RISC-V Architecture Support Roadmap for PyTorch

Summary

We are the XuanTie team from Alibaba DAMO Academy, and we would like to propose a roadmap for enabling native RISC-V architecture support in PyTorch. This RFC aims to:

  1. Express our commitment to contributing RISC-V support to PyTorch
  2. Share our proposed roadmap for implementation
  3. Gather community feedback and identify potential blockers
  4. Collaborate with the PyTorch community to make RISC-V a first-class citizen

Motivation

Why Now?

RISC-V is an open-source instruction set architecture (ISA) that has been gaining significant momentum in the industry. Historically, RISC-V’s AI efforts have been primarily focused on edge/embedded scenarios, where lightweight inference runtimes were sufficient and native PyTorch support was not a priority.

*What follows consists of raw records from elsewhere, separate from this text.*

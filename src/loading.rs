use bevy::asset::{io::Reader, AssetLoader, AsyncReadExt, LoadContext, LoadState};
use bevy::gltf::GltfAssetLabel;
use bevy::prelude::*;
use strand_core::{HairConfig, HairError};

#[derive(Asset, TypePath, Debug, Clone, Deref)]
pub struct HairConfigAsset(pub HairConfig);

#[derive(Debug, thiserror::Error)]
pub enum LoadError {
    #[error("could not read hair config: {0}")]
    Io(#[from] std::io::Error),
    #[error(transparent)]
    Hair(#[from] HairError),
}

#[derive(Default)]
pub struct HairConfigLoader;

impl AssetLoader for HairConfigLoader {
    type Asset = HairConfigAsset;

    type Settings = ();

    type Error = LoadError;

    fn load(
        &self,
        reader: &mut dyn Reader,
        _: &Self::Settings,
        _: &mut LoadContext,
    ) -> impl bevy::utils::ConditionalSendFuture<Output = Result<Self::Asset, Self::Error>> {
        async move {
            let mut content = String::new();
            reader.read_to_string(&mut content).await?;
            Ok(HairConfigAsset(HairConfig::from_toml_str(&content)?))
        }
    }

    fn extensions(&self) -> &[&str] {
        &["toml"]
    }
}

/// Where the scalp mesh comes from, and how far its loading went.
#[derive(Debug, Clone)]
pub enum ScalpSource {
    Builtin(Handle<Mesh>),
    Model(Handle<Mesh>),
}

impl ScalpSource {
    /// First primitive of the first mesh of a glTF file.
    pub fn model(server: &AssetServer, path: &str) -> Self {
        info!("loading scalp model {path}");
        let label = GltfAssetLabel::Primitive {
            mesh: 0,
            primitive: 0,
        };
        Self::Model(server.load(label.from_asset(path.to_owned())))
    }

    pub fn builtin(meshes: &mut Assets<Mesh>) -> Self {
        Self::Builtin(meshes.add(Sphere::new(1.).mesh().uv(32, 18)))
    }

    pub fn handle(&self) -> &Handle<Mesh> {
        match self {
            Self::Builtin(h) | Self::Model(h) => h,
        }
    }
}

#[derive(Debug)]
pub enum ScalpStatus {
    Pending,
    Ready,
    Failed,
}

/// Checks a scalp load without retrying; a failed load is reported once by the caller.
pub fn scalp_status(
    source: &ScalpSource,
    server: &AssetServer,
    meshes: &Assets<Mesh>,
) -> ScalpStatus {
    if meshes.contains(source.handle()) {
        return ScalpStatus::Ready;
    }
    match source {
        ScalpSource::Builtin(_) => ScalpStatus::Failed,
        ScalpSource::Model(handle) => {
            // a missing file fails the glTF root, not always the labeled primitive
            let root = handle
                .path()
                .and_then(|path| server.get_path_id(path.without_label()));
            let states = server
                .get_load_state(handle)
                .into_iter()
                .chain(root.and_then(|id| server.get_load_state(id)));
            for state in states {
                if let LoadState::Failed(err) = state {
                    error!("failed to load scalp model: {err}");
                    return ScalpStatus::Failed;
                }
            }
            ScalpStatus::Pending
        }
    }
}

However, the landscape is rapidly changing:

  • High-Performance RISC-V SoCs Are Emerging: The RISC-V ecosystem has made remarkable progress in high-performance computing. Multi-core, high-frequency RISC-V processors with advanced vector extensions (RVV 1.0) and matrix extensions (RVM) are now becoming available.

  • Server-Class RISC-V CPUs Are on the Horizon: Several companies are developing server-grade RISC-V processors targeting data center workloads. This opens up new possibilities for running full AI/ML software stacks directly on RISC-V hardware.

  • The Timing Is Right: With these hardware advancements, the conditions for running PyTorch natively on RISC-V are now being met. Establishing PyTorch support now will ensure the ecosystem is ready when server-class RISC-V hardware becomes widely available.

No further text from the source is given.